You get the idea. Saying “please” is just a respectful thing to do. Even if it’s subconscious, your customers will notice and appreciate it when you say it.
You don’t have to be a Yes Man, but you do have to give customers what they want. Unless of course you don’t want any customers! Here are a few examples:
- “I know it’s not public, but can I use your bathroom?” Of course, right this way!
- “This coupon expired; can I still use it?” Of course, we can do that for you! (Disagree? Let me know in the comments.)
- “I’m going on vacation; is it all right if I leave my car here an extra night?” Sure. We’re happy to help!
- “Can I get that service for less money?” (Just checking to see if you’re awake!) Of course you can’t say “yes” to everything, but the point is to remain positive. Even if you can’t say “yes” to a question like this, you can respond positively, and emphasize the value of the service you’re providing.

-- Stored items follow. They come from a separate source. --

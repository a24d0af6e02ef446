//! Stroke geometry and the state machine that assembles it.
//!
//! Raw types ([`RawDot`], [`RawStroke`], [`RawPage`]) hold device units and are
//! what the tracker produces. The mapper turns them into [`Dot`], [`Stroke`]
//! and [`Page`] in millimetres, which is what callers get back.
//!
//! # Module Structure
//!
//! - [`tracker`] - Context state machine over decoded records
//! - [`assembler`] - Groups dots into strokes and strokes into pages
//! - [`mapper`] - Raw units to real units
//! - [`notebook`] - Known notebook dimensions

pub mod assembler;
pub mod mapper;
pub mod notebook;
pub mod tracker;

use std::fmt;

use serde::{Deserialize, Serialize};

use crate::format::FormatVersion;

pub use assembler::StrokeAssembler;
pub use mapper::{map_dot, map_page};
pub use notebook::Notebook;
pub use tracker::{ContextTracker, PageChangePolicy, TrackerState};

/// Identity of a writing surface.
#[derive(Debug, Copy, Clone, Default, PartialEq, Eq, Hash, Serialize, Deserialize)]
pub struct PageId {
    pub owner_id: u32,
    pub book_id: u32,
    pub page_id: u32,
}

impl PageId {
    /// Sentinel identity for dots written before any page information.
    pub const UNKNOWN: PageId = PageId {
        owner_id: 0,
        book_id: 0,
        page_id: 0,
    };

    pub fn new(owner_id: u32, book_id: u32, page_id: u32) -> Self {
        Self {
            owner_id,
            book_id,
            page_id,
        }
    }

    pub fn is_unknown(&self) -> bool {
        *self == Self::UNKNOWN
    }
}

impl fmt::Display for PageId {
    fn fmt(&self, f: &mut fmt::Formatter<'_>) -> fmt::Result {
        write!(f, "{}/{}/{}", self.owner_id, self.book_id, self.page_id)
    }
}

/// A sampled pen position in device units
#[derive(Debug, Copy, Clone, PartialEq, Eq)]
pub struct RawDot {
    /// Hundredths of an Ncode unit
    pub x: u32,
    /// Hundredths of an Ncode unit
    pub y: u32,
    pub pressure: u16,
    pub tilt: Option<(u8, u8)>,
    /// Device clock in milliseconds
    pub timestamp: u64,
}

/// A sealed stroke in device units
#[derive(Debug, Clone, PartialEq)]
pub struct RawStroke {
    /// Format whose scale table applies to these dots
    pub format: FormatVersion,
    pub start_time: u64,
    pub end_time: u64,
    pub dots: Vec<RawDot>,
}

/// A sealed page in device units
#[derive(Debug, Clone, PartialEq)]
pub struct RawPage {
    pub id: PageId,
    pub strokes: Vec<RawStroke>,
}

/// A pen sample in real units
#[derive(Debug, Copy, Clone, PartialEq, Serialize)]
pub struct Dot {
    /// Millimetres
    pub x: f64,
    /// Millimetres
    pub y: f64,
    /// Normalised to `[0.0, 1.0]`
    pub pressure: f64,
    #[serde(skip_serializing_if = "Option::is_none")]
    pub tilt: Option<(u8, u8)>,
    /// Device clock in milliseconds
    pub timestamp: u64,
}

/// A pen-down to pen-up sequence of dots. Never empty.
#[derive(Debug, Clone, PartialEq, Serialize)]
pub struct Stroke {
    pub start_time: u64,
    pub end_time: u64,
    pub dots: Vec<Dot>,
}

impl Stroke {
    pub fn len(&self) -> usize {
        self.dots.len()
    }

    pub fn is_empty(&self) -> bool {
        self.dots.is_empty()
    }

    /// Elapsed device time between pen down and pen up.
    pub fn duration_ms(&self) -> u64 {
        self.end_time.saturating_sub(self.start_time)
    }
}

/// Strokes written on one identified surface. Never empty.
#[derive(Debug, Clone, PartialEq, Serialize)]
pub struct Page {
    pub id: PageId,
    pub strokes: Vec<Stroke>,
}

impl Page {
    pub fn dot_count(&self) -> usize {
        self.strokes.iter().map(Stroke::len).sum()
    }

    /// Paper properties of the notebook this page belongs to.
    pub fn notebook(&self) -> Notebook {
        Notebook::lookup(self.id.book_id)
    }
}
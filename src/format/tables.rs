//! Frame tables of the supported format versions.

use super::tag::{DOT, PAGE_INFO, PEN_DOWN, PEN_UP, SESSION_INFO};
use super::{
    DotLayout, FieldLimits, FormatSpec, FormatVersion, FrameRule, PrefixWidth, ScaleTable,
    SESSION_INFO_LEN,
};

/// One Ncode unit is 2.371 mm; raw coordinates are hundredths of a unit.
const MM_PER_RAW_UNIT: f64 = 2.371 / 100.0;

const NCODE_SCALE_8BIT: ScaleTable = ScaleTable {
    x_scale: MM_PER_RAW_UNIT,
    y_scale: MM_PER_RAW_UNIT,
    pressure_max: 255.0,
};

const V1_FRAMES: &[(u8, FrameRule)] = &[
    (SESSION_INFO, FrameRule::Fixed(SESSION_INFO_LEN)),
    (PAGE_INFO, FrameRule::Fixed(12)),
    (PEN_DOWN, FrameRule::Fixed(8)),
    (DOT, FrameRule::Fixed(8)),
    (PEN_UP, FrameRule::Fixed(8)),
];

const V2_FRAMES: &[(u8, FrameRule)] = &[
    (SESSION_INFO, FrameRule::Fixed(SESSION_INFO_LEN)),
    (
        PAGE_INFO,
        FrameRule::Prefixed {
            width: PrefixWidth::U8,
            min: 12,
        },
    ),
    (
        PEN_DOWN,
        FrameRule::Prefixed {
            width: PrefixWidth::U8,
            min: 8,
        },
    ),
    (
        DOT,
        FrameRule::Prefixed {
            width: PrefixWidth::U8,
            min: 18,
        },
    ),
    (
        PEN_UP,
        FrameRule::Prefixed {
            width: PrefixWidth::U8,
            min: 8,
        },
    ),
];

/// Headerless stroke blocks. The legacy reader synthesises v1-shaped records,
/// so the frame table is only consulted by the decoder.
pub static LEGACY: FormatSpec = FormatSpec {
    version: FormatVersion::Legacy,
    frames: V1_FRAMES,
    fallback: FrameRule::Prefixed {
        width: PrefixWidth::U16,
        min: 0,
    },
    dot_layout: DotLayout::Compact,
    limits: FieldLimits {
        pressure_max: 255,
        fraction_max: 99,
    },
    scale: NCODE_SCALE_8BIT,
};

pub static V1: FormatSpec = FormatSpec {
    version: FormatVersion::V1,
    frames: V1_FRAMES,
    fallback: FrameRule::Prefixed {
        width: PrefixWidth::U16,
        min: 0,
    },
    dot_layout: DotLayout::Compact,
    limits: FieldLimits {
        pressure_max: 255,
        fraction_max: 99,
    },
    scale: NCODE_SCALE_8BIT,
};

pub static V2: FormatSpec = FormatSpec {
    version: FormatVersion::V2,
    frames: V2_FRAMES,
    fallback: FrameRule::Prefixed {
        width: PrefixWidth::U8,
        min: 0,
    },
    dot_layout: DotLayout::Extended,
    limits: FieldLimits {
        pressure_max: 1023,
        fraction_max: 99,
    },
    scale: ScaleTable {
        x_scale: MM_PER_RAW_UNIT,
        y_scale: MM_PER_RAW_UNIT,
        pressure_max: 1023.0,
    },
};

The point here is to remain positive!
The thing to remember here is that the value of your relationships with customers goes well beyond what they’re spending on their current visit. Treat your customers as you would want to be treated, and be willing to go above and beyond to make them happy, and they’ll reward you with more business and referrals to other customers.
Say “I’m Sorry”
Ideally, everything will go well and there won’t be any problems the first time a new customer tries your shop. But if anything doesn’t go according to plan, and the customer has what he feels is a negative experience, there are two ways it can play out. One: you don’t realize the customer was unhappy, or you do realize it but you don’t verbally apologize and explicitly offer to make it right. Either way, forget about any hopes you had for that person to become a repeat customer. Two: you turn the negative into a positive by apologizing sincerely, explaining that you do your best to make sure things like that don’t happen, and making it right by the customer.

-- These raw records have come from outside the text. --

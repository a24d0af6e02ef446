//! Non-fatal extraction diagnostics.

use std::fmt;

use serde::Serialize;

use crate::ink::PageId;

/// Which dot field a clamped value came from.
#[derive(Debug, Clone, Copy, PartialEq, Eq, Serialize)]
#[serde(rename_all = "snake_case")]
pub enum DotField {
    XFraction,
    YFraction,
    Pressure,
}

impl DotField {
    pub fn name(&self) -> &'static str {
        match self {
            Self::XFraction => "x fraction",
            Self::YFraction => "y fraction",
            Self::Pressure => "pressure",
        }
    }
}

/// A raw field value replaced by the nearest valid bound.
#[derive(Debug, Clone, Copy, PartialEq, Eq, Serialize)]
pub struct ClampedValue {
    pub field: DotField,
    pub raw: u32,
    pub clamped: u32,
}

/// What went wrong, without where.
#[derive(Debug, Clone, PartialEq, Eq, Serialize)]
#[serde(tag = "kind", rename_all = "snake_case")]
pub enum WarningKind {
    /// Page identity changed while a stroke was open
    ImplicitStrokeClose { from: PageId, to: PageId },
    /// Pen down while a stroke was already open
    NestedPenDown,
    /// Dot outside any pen-down/pen-up bracket; the dot was dropped
    DotWithoutStroke,
    /// Pen up without an open stroke
    UnmatchedPenUp,
    /// Stroke sealed with no dots; it was dropped
    EmptyStrokeDiscarded,
    /// Page sealed with no strokes; it was dropped
    EmptyPageDiscarded { page: PageId },
    /// Out-of-range dot field clamped during decoding
    ValueClamped(ClampedValue),
    /// Dot clock went backwards; the previous timestamp was kept
    NonMonotonicTimestamp { previous: u64, found: u64 },
    /// The file ends inside a record; the partial record was dropped
    TruncatedRecord { tag: u8, needed: usize, available: usize },
    /// Tag not defined by the active format; the record was skipped
    UnknownTag { tag: u8, len: usize },
}

impl fmt::Display for WarningKind {
    fn fmt(&self, f: &mut fmt::Formatter<'_>) -> fmt::Result {
        match self {
            Self::ImplicitStrokeClose { from, to } => {
                write!(f, "stroke closed by page change {} -> {}", from, to)
            }
            Self::NestedPenDown => write!(f, "pen down while a stroke is open"),
            Self::DotWithoutStroke => write!(f, "dot outside a stroke dropped"),
            Self::UnmatchedPenUp => write!(f, "pen up without pen down"),
            Self::EmptyStrokeDiscarded => write!(f, "stroke without dots discarded"),
            Self::EmptyPageDiscarded { page } => {
                write!(f, "page {} without strokes discarded", page)
            }
            Self::ValueClamped(value) => write!(
                f,
                "{} {} clamped to {}",
                value.field.name(),
                value.raw,
                value.clamped
            ),
            Self::NonMonotonicTimestamp { previous, found } => write!(
                f,
                "dot timestamp {} earlier than {}, kept {}",
                found, previous, previous
            ),
            Self::TruncatedRecord {
                tag,
                needed,
                available,
            } => write!(
                f,
                "partial record 0x{:02x} at end of file dropped ({} of {} bytes)",
                tag, available, needed
            ),
            Self::UnknownTag { tag, len } => {
                write!(f, "unknown record 0x{:02x} ({} bytes) skipped", tag, len)
            }
        }
    }
}

/// A non-fatal issue found while extracting one file.
#[derive(Debug, Clone, PartialEq, Eq, Serialize)]
pub struct Warning {
    /// Identifier of the input file
    pub source: String,
    /// Byte offset of the record that caused it, if any
    #[serde(skip_serializing_if = "Option::is_none")]
    pub offset: Option<usize>,
    #[serde(flatten)]
    pub kind: WarningKind,
}

impl Warning {
    /// Warning caused by the record at `offset`.
    pub fn at(offset: usize, kind: WarningKind) -> Self {
        Self {
            source: String::new(),
            offset: Some(offset),
            kind,
        }
    }

    /// Warning raised at end of stream.
    pub fn at_end(kind: WarningKind) -> Self {
        Self {
            source: String::new(),
            offset: None,
            kind,
        }
    }

    pub fn with_source(mut self, source: impl Into<String>) -> Self {
        self.source = source.into();
        self
    }
}

impl fmt::Display for Warning {
    fn fmt(&self, f: &mut fmt::Formatter<'_>) -> fmt::Result {
        match self.offset {
            Some(offset) => write!(f, "{}@{}: {}", self.source, offset, self.kind),
            None => write!(f, "{}: {}", self.source, self.kind),
        }
    }
}
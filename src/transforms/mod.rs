//! Stroke cleanup transforms.
//!
//! Transforms run on mapped strokes after a page is sealed and mapped. Each
//! one mutates the dot list of a stroke in place and may shorten it, but never
//! empties a non-empty stroke.
//!
//! # Module Structure
//!
//! - [`outliers`] - Pulls single-dot spikes back between their neighbours
//! - [`dedupe`] - Collapses consecutive dots at the same position

pub mod dedupe;
pub mod outliers;

pub use dedupe::MergeDuplicateDots;
pub use outliers::RemoveOutliers;

use crate::config::CleanupConfig;
use crate::ink::{Dot, Page};

/// In-place rewrite of the dots of one stroke.
pub trait StrokeTransform {
    fn transform(&mut self, dots: &mut Vec<Dot>);
}

/// The enabled transforms, in the order they run.
pub fn from_config(config: &CleanupConfig) -> Vec<Box<dyn StrokeTransform + Send>> {
    let mut transforms: Vec<Box<dyn StrokeTransform + Send>> = Vec::new();
    if config.remove_outliers {
        transforms.push(Box::new(RemoveOutliers::new(config.outlier_distance_mm)));
    }
    if config.merge_duplicate_dots {
        transforms.push(Box::new(MergeDuplicateDots::new()));
    }
    transforms
}

/// Run every transform over every stroke of `pages`.
pub fn apply_transforms(pages: &mut [Page], transforms: &mut [Box<dyn StrokeTransform + Send>]) {
    if transforms.is_empty() {
        return;
    }
    for stroke in pages.iter_mut().flat_map(|page| page.strokes.iter_mut()) {
        for transform in transforms.iter_mut() {
            transform.transform(&mut stroke.dots);
        }
    }
}
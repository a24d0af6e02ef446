//! Known notebook dimensions.
//!
//! Paper sizes come from the published Ncode PDFs. The table is not complete;
//! unknown books are assumed to be US Letter.

use serde::Serialize;

/// Paper properties of a notebook
#[derive(Debug, Copy, Clone, PartialEq, Serialize)]
pub struct Notebook {
    pub name: &'static str,
    pub width_mm: f64,
    pub height_mm: f64,
    /// Number of pages, 0 when unknown
    pub pages: u32,
}

const US_LETTER: (f64, f64) = (216.0, 280.0);
const DIN_B5: (f64, f64) = (176.0, 250.0);

impl Notebook {
    pub const DEFAULT: Notebook = Notebook::new("Notebook", US_LETTER, 0);
    pub const NCODE: Notebook = Notebook::new("Ncode", US_LETTER, 50);
    pub const POCKET: Notebook = Notebook::new("Pocket_Notebook", (83.0, 144.0), 64);
    pub const PLAIN: Notebook = Notebook::new("Plain_Notebook", DIN_B5, 72);

    const fn new(name: &'static str, (width_mm, height_mm): (f64, f64), pages: u32) -> Self {
        Self {
            name,
            width_mm,
            height_mm,
            pages,
        }
    }

    /// Notebook for a book id, falling back to [`Notebook::DEFAULT`].
    pub fn lookup(book_id: u32) -> Notebook {
        Self::known(book_id).unwrap_or_else(|| {
            tracing::debug!(book_id, "Unknown notebook, assuming US Letter");
            Self::DEFAULT
        })
    }

    /// Notebook for a book id listed in the table.
    pub fn known(book_id: u32) -> Option<Notebook> {
        match book_id {
            551 | 604 | 613 => Some(Self::NCODE),
            601 => Some(Self::POCKET),
            610..=612 => Some(Self::PLAIN),
            _ => None,
        }
    }
}
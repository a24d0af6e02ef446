//! Extract subcommand handler

use std::fs;
use std::process::ExitCode;

use anyhow::{Context, Result};

use neopen::pipeline::storage_order;
use neopen::{ExtractionConfig, Extractor, InputFile};

use crate::ExtractArgs;

/// Build the configuration from the config file, then apply flags on top.
fn load_config(args: &ExtractArgs) -> Result<ExtractionConfig> {
    let mut config = match &args.config {
        Some(path) => {
            let content = fs::read_to_string(path)
                .with_context(|| format!("Failed to read config {}", path.display()))?;
            ExtractionConfig::from_toml_str(&content)
                .with_context(|| format!("Invalid config {}", path.display()))?
        }
        None => ExtractionConfig::default(),
    };

    if args.merge_pages {
        config.merge_pages_by_identity = true;
    }
    if args.require_page_context {
        config.require_page_context = true;
    }
    if let Some(version) = args.format_version {
        config.format_version_override = Some(version);
    }
    if let Some(policy) = args.page_change {
        config.page_change_policy = policy.into();
    }
    Ok(config)
}

/// Extract the given files and print the batch as JSON on stdout.
///
/// Warnings and fatal errors go to stderr as well. Exits with status 1 when
/// any file failed.
#[cfg(not(tarpaulin_include))]
pub fn handle(args: ExtractArgs) -> Result<ExitCode> {
    let config = load_config(&args)?;
    let extractor = Extractor::new(config).context("Invalid extraction settings")?;

    let mut paths = args.files.clone();
    storage_order(&mut paths);

    let inputs = paths
        .iter()
        .map(|path| {
            InputFile::from_path(path).with_context(|| format!("Failed to read {}", path.display()))
        })
        .collect::<Result<Vec<_>>>()?;

    let batch = extractor.extract_batch(&inputs);

    for file in &batch.files {
        for warning in &file.result.warnings {
            eprintln!("warning: {}", warning);
        }
        if let Some(err) = &file.error {
            eprintln!("error: {}: {}", file.source, err);
        }
    }

    let json = if args.pretty {
        serde_json::to_string_pretty(&batch)?
    } else {
        serde_json::to_string(&batch)?
    };
    println!("{}", json);

    Ok(if batch.has_errors() {
        ExitCode::FAILURE
    } else {
        ExitCode::SUCCESS
    })
}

Your customers know that you are human. They don’t expect perfection. But if things go wrong, they do expect you to fix it. By apologizing and correcting what went wrong, you’ll actually build even more trust and a stronger relationship with that customer than if nothing had gone wrong in the first place.
Say “I Understand”
Have you ever had an upset customer that you felt just wasn’t listening to you? You offered him a solution to his concern, but he just kept repeating what it was he was upset about? Even though you think you understand a customer’s issue (and you may understand it perfectly), a customer may not feel heard and understood until you give him a chance to completely vent his frustration. Sometimes you have to let a customer get all his frustration out before you can move past the emotional phase of why he’s upset, and BEFORE you can move in to a process of resolving the problem. Start this process by showing and saying that you understand how the customer feels. Sympathize with him, understand him and hear him before you try to fix his concern. Connect and sympathize first. Only when that customer feels heard and understood will he allow you to move into the next phase of solving the problem.
Say “Thank You”
When your customers leave your shop, you have one last chance to reinforce trust and your relationship with them, which is critical to earning their repeat business. It takes 10 seconds to give them a sincere thanks, and it goes a long way. Say “Thank You,” and mean it.You can do all the marketing and advertising in the world to find new customers and get them into your shop, or you can let CustomerLink do it for you, but if you want your business to really do well, then please practice these habits (see what I did there?), and tell your customers the things they need to hear. If you and your staff start saying these things consistently to your customers, I guarantee you’ll also be saying “hello” to more revenue every month. Thank you for reading.